キャッシュレス化でお財布が小さくなる傾向にある今、お店でもらうポイントカードやサービスクーポンは欲しくないもののひとつです。IT端末を通して配信されるメールマガジンやリリースの乱打も不要なものの一つです。お気に入りのタイムラインにたくさんの時間を使う顧客にとって時間は貴重な資源です。発信会社主体の「売らんかな」やグチのような「雑談」に付き合う時間がないのです。

お気に入りの世界に入り浸るわたしたちは、企業主体の強引さを敏感に感じ取り、不快に思う気持ちが強まります。不器用でもたどたどしくても良いから、顧客にとって力になってくれる、思いやってくれる、思いやりの極みを感じられる、高次元で本質的な商品サービスが求められています。

高度成長時代のビジネスモデルから脱して新しい価値観を再定義している今「ブランディング」の重要性が叫ばれています。
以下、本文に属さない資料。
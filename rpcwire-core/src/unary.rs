//! Whole-body messages used by Connect unary calls.

use bytes::Bytes;
use futures::{Stream, StreamExt};

use crate::codec::{Codec, RpcMessage};
use crate::compression::CompressionPool;
use crate::error::Error;
use crate::pool::BufferPool;

/// A marshaled unary payload.
#[derive(Clone, Debug)]
pub struct UnaryPayload {
    pub data: Bytes,
    /// Name of the algorithm the payload was compressed with.
    pub compression: Option<String>,
}

/// Marshals a single message as a whole body.
#[derive(Clone, Debug)]
pub struct UnaryWriter {
    codec: Codec,
    compression: Option<CompressionPool>,
    compress_min_bytes: usize,
    send_max_bytes: usize,
    buffers: BufferPool,
}

impl UnaryWriter {
    pub fn new(codec: Codec, buffers: BufferPool) -> Self {
        Self {
            codec,
            compression: None,
            compress_min_bytes: 0,
            send_max_bytes: 0,
            buffers,
        }
    }

    pub fn compression(mut self, compression: Option<CompressionPool>) -> Self {
        self.compression = compression;
        self
    }

    pub fn compress_min_bytes(mut self, min: usize) -> Self {
        self.compress_min_bytes = min;
        self
    }

    pub fn send_max_bytes(mut self, max: usize) -> Self {
        self.send_max_bytes = max;
        self
    }

    pub fn codec(&self) -> Codec {
        self.codec
    }

    pub fn compression_pool(&self) -> Option<&CompressionPool> {
        self.compression.as_ref()
    }

    pub fn send_max(&self) -> usize {
        self.send_max_bytes
    }

    pub fn buffers(&self) -> &BufferPool {
        &self.buffers
    }

    pub fn marshal<M: RpcMessage>(&self, message: &M) -> Result<UnaryPayload, Error> {
        let mut buf = self.buffers.get();
        self.codec.marshal(message, &mut buf)?;
        self.finish(buf.split().freeze())
    }

    /// Compress an encoded message when worthwhile and enforce the send limit.
    pub fn finish(&self, data: Bytes) -> Result<UnaryPayload, Error> {
        let pool = match &self.compression {
            Some(pool) if data.len() >= self.compress_min_bytes => pool,
            _ => {
                if self.send_max_bytes > 0 && data.len() > self.send_max_bytes {
                    return Err(Error::resource_exhausted(format!(
                        "message size {} exceeds sendMaxBytes {}",
                        data.len(),
                        self.send_max_bytes
                    )));
                }
                return Ok(UnaryPayload {
                    data,
                    compression: None,
                });
            }
        };
        let mut compressed = self.buffers.get();
        pool.compress(&data, &mut compressed)?;
        if self.send_max_bytes > 0 && compressed.len() > self.send_max_bytes {
            return Err(Error::resource_exhausted(format!(
                "compressed message size {} exceeds sendMaxBytes {}",
                compressed.len(),
                self.send_max_bytes
            )));
        }
        Ok(UnaryPayload {
            data: compressed.split().freeze(),
            compression: Some(pool.name().to_string()),
        })
    }
}

/// Reads a single message from a whole body.
#[derive(Clone, Debug)]
pub struct UnaryReader {
    codec: Codec,
    compression: Option<CompressionPool>,
    read_max_bytes: usize,
    buffers: BufferPool,
}

impl UnaryReader {
    pub fn new(codec: Codec, buffers: BufferPool) -> Self {
        Self {
            codec,
            compression: None,
            read_max_bytes: 0,
            buffers,
        }
    }

    pub fn compression(mut self, compression: Option<CompressionPool>) -> Self {
        self.compression = compression;
        self
    }

    pub fn read_max_bytes(mut self, max: usize) -> Self {
        self.read_max_bytes = max;
        self
    }

    /// Read the rest of `stream` and decode it.
    ///
    /// Reading stops at `read_max_bytes + 1`; an oversized body is drained so
    /// the connection can be reused and reported with its full size.
    pub async fn read<M, S>(&self, stream: &mut S) -> Result<M, Error>
    where
        M: RpcMessage,
        S: Stream<Item = Result<Bytes, Error>> + Unpin,
    {
        let mut buf = self.buffers.get();
        while let Some(chunk) = stream.next().await {
            let chunk = chunk.map_err(|e| e.with_context("read message"))?;
            buf.extend_from_slice(&chunk);
            if self.read_max_bytes > 0 && buf.len() > self.read_max_bytes {
                let mut total = buf.len();
                while let Some(rest) = stream.next().await {
                    match rest {
                        Ok(rest) => total += rest.len(),
                        Err(e) => {
                            return Err(Error::resource_exhausted(format!(
                                "message is larger than configured max {} - unable to determine message size: {e}",
                                self.read_max_bytes
                            )));
                        }
                    }
                }
                return Err(Error::resource_exhausted(format!(
                    "message size {total} is larger than configured max {}",
                    self.read_max_bytes
                )));
            }
        }
        self.decode(&buf)
    }

    /// Decompress if needed and decode.
    pub fn decode<M: RpcMessage>(&self, data: &[u8]) -> Result<M, Error> {
        match &self.compression {
            Some(pool) if !data.is_empty() => {
                let mut decompressed = self.buffers.get();
                pool.decompress(data, &mut decompressed, self.read_max_bytes as u64)?;
                self.codec.unmarshal(&decompressed)
            }
            _ => self.codec.unmarshal(data),
        }
    }
}

#[cfg(test)]
mod tests {
    use super::*;
    use crate::code::Code;
    use crate::codec::tests::Greeting;
    use futures::stream;

    fn body(parts: Vec<&'static [u8]>) -> impl Stream<Item = Result<Bytes, Error>> + Unpin {
        stream::iter(parts.into_iter().map(|p| Ok(Bytes::from_static(p))))
    }

    #[tokio::test]
    async fn test_unary_round_trip_with_compression() {
        let message = Greeting {
            text: "x".repeat(200),
            count: 9,
        };
        let writer = UnaryWriter::new(Codec::Json, BufferPool::default())
            .compression(Some(CompressionPool::gzip()))
            .compress_min_bytes(64);
        let payload = writer.marshal(&message).unwrap();
        assert_eq!(payload.compression.as_deref(), Some("gzip"));

        let reader = UnaryReader::new(Codec::Json, BufferPool::default())
            .compression(Some(CompressionPool::gzip()));
        let mut stream = stream::iter(vec![Ok(payload.data)]);
        let back: Greeting = reader.read(&mut stream).await.unwrap();
        assert_eq!(back, message);
    }

    #[tokio::test]
    async fn test_unary_small_message_is_not_compressed() {
        let writer = UnaryWriter::new(Codec::Proto, BufferPool::default())
            .compression(Some(CompressionPool::gzip()))
            .compress_min_bytes(1024);
        let payload = writer.marshal(&Greeting::default()).unwrap();
        assert!(payload.compression.is_none());
    }

    #[tokio::test]
    async fn test_unary_read_max_bytes_drains_body() {
        let reader = UnaryReader::new(Codec::Json, BufferPool::default()).read_max_bytes(4);
        let mut stream = body(vec![b"{\"te", b"xt\":", b"\"abc\"}"]);
        let err = reader.read::<Greeting, _>(&mut stream).await.unwrap_err();
        assert_eq!(err.code(), Code::ResourceExhausted);
        assert_eq!(err.message(), "message size 14 is larger than configured max 4");
        assert!(stream.next().await.is_none());
    }

    #[tokio::test]
    async fn test_unary_empty_body_is_default_message() {
        let reader = UnaryReader::new(Codec::Proto, BufferPool::default());
        let mut stream = body(vec![]);
        let message: Greeting = reader.read(&mut stream).await.unwrap();
        assert_eq!(message, Greeting::default());
    }

    #[test]
    fn test_unary_send_max_bytes() {
        let writer = UnaryWriter::new(Codec::Json, BufferPool::default()).send_max_bytes(5);
        let err = writer.marshal(&Greeting::default()).unwrap_err();
        assert_eq!(err.code(), Code::ResourceExhausted);
    }
}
しかし、この考え方さえ「前時代の思考回路」かもしれません。考えてみてください。同じように企業主体で実践されている「経営計画書づくり」も、実はお客様が決めることです。会社の未来は企業が決めるのではなくて、お客様が決めます。ブランドも同じで決めるのはお客様の心です。商品サービスに気づいてくれ、興味をもってくれる。少し知ってくれる。信頼してくれる。好きになってくれて、買ってくれる。満足しまた買ってくれる。誰かに伝えてくれる・・・その繰り返しであり、この営みこそが「ブランド」につながってゆくのです。

 今取り組むべきことは「未来予測」に不安を感じることではありません。財務や労務、マネンジメントなどの全てにバランスよく力を注ぐことではありません。今、目の前にいるお客様の変化変容を直視できること。お客様の無言のサインに気づくこと。つまり、人と人とのコミュニケーションの基本原則である、相手の立場に立った思いやり。そんなシンプルなことです。この基本原則をおさえ、お客様の脳を刺激し、購買意識を覚醒させる強烈な商品リニューアルを打ち出してゆくことです。